Tuesday, May 26, 2009

Debunking myths

As the Obama administration begins work towards universal health care, there is an underground movement that is slowly taking root purporting the fallacy that patients who live in countries with universal health care are less satisfied because of government based inefficiencies and mandates. The denialism blog in a series that started last week seems to show that the above is very much untrue. 

From the article, a nutshell recap of healthcare experiences in the US as opposed to universal healthcare systems in the UK, the Netherlands, Germany, Australia, New Zealand and Canada.

  • the US is a non-universal patchwork of public and private spending, drugs and procedures may be subsidized by insurance
  • the UK is completely single-payer with private care as an option, all drugs and procedures are paid for
  • Canada is single-payer with provinces deciding how health care is spent and strict limits on private care, prescription drugs are heavily subsidized,
  • Australia has a public baseline access to physicians with subsidization of private insurance and option of private care, prescription drugs are heavily subsidized,
  • New Zealand has universal public health care, primary care and prescription drugs are subsidized with some cost sharing, and private care is an option
  • the Netherlands has a system of obligatory private health insurance (like a nationwide Massachusetts system), premiums have a flat rate for all citizens, with subsidies for poorer people who can't afford insurance premiums.

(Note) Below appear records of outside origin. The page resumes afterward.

/// Agrupa localidades homónimas y resuelve cada grupo con la preferencia
/// de categorías: la primera que no sea "Entidad", o la primera del grupo
/// si todas lo son. Las "Componente de localidad compuesta" se filtran
/// antes de agrupar.
fn resolve_city_candidates(raw: Vec<LocalidadGeoref>) -> Vec<CityCandidate> {
    let mut groups: Vec<(String, Vec<LocalidadGeoref>)> = Vec::new();

    for localidad in raw {
        if localidad.categoria == CATEGORIA_COMPONENTE {
            continue;
        }
        match groups.iter_mut().find(|(name, _)| *name == localidad.nombre) {
            Some((_, group)) => group.push(localidad),
            None => groups.push((localidad.nombre.clone(), vec![localidad])),
        }
    }

    groups
        .into_iter()
        .map(|(_, group)| {
            let chosen = if group.len() == 1 {
                &group[0]
            } else {
                group
                    .iter()
                    .find(|city| city.categoria != CATEGORIA_ENTIDAD)
                    .unwrap_or(&group[0])
            };

            CityCandidate {
                id: chosen.id.clone(),
                name: chosen.nombre.clone(),
                latitude: chosen.centroide_lat,
                longitude: chosen.centroide_lon,
                province_id: chosen.provincia_id.clone(),
            }
        })
        .collect()
}
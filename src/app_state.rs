use std::collections::HashMap;
use std::sync::{Arc, Mutex};
use tokio::sync::oneshot;

use crate::{
    address::AddressResolver,
    config::AppConfig,
    form::MemoryForm,
    gallery::{GalleryReconciler, GalleryState},
    geography::BackendClient,
};

/// Galería de un formulario abierto: su estado y el formulario en memoria
/// con el que se sincroniza.
pub struct GallerySession {
    pub form: MemoryForm,
    pub state: GalleryState,
}

#[derive(Clone)]
pub struct AppState {
    pub config: AppConfig,
    pub resolver: Arc<AddressResolver>,
    pub backend: Arc<BackendClient>,
    pub reconciler: Arc<GalleryReconciler>,
    // Mutex asíncrono: add_files calcula hashes con awaits de por medio.
    pub galleries: Arc<tokio::sync::Mutex<HashMap<String, GallerySession>>>,
    pub shutdown_sender: Arc<Mutex<Option<oneshot::Sender<()>>>>,
}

Individuals pay for about half, and employers pay for about half, with government making up the difference.
  • Germany has a system of mandatory insurance with purchase of access to one of several hundred "sickness funds" paid for by employers, there is a private option for those who afford it, and those who cannot or are unemployed are subsidized by government.
Each of these systems is very complex, most are a mixture of public and private hospitals, and public and private insurance. Universal health insurance, it should be clear does not mean we have to have a single-payer system like Canada, or like Britain as the anti-reform ads would suggest.

1 comment:

Tree said...

I've never understood why people immediately point to Canada or England and their problems with health care when this topic comes up. Why can't they get beyond that and realize it doesn't have to be exactly the same in the States?

I'm also bothered by Obama's refusal to work with the single payer healthcare advocates.

My two complaints for the day...stepping off soap box now...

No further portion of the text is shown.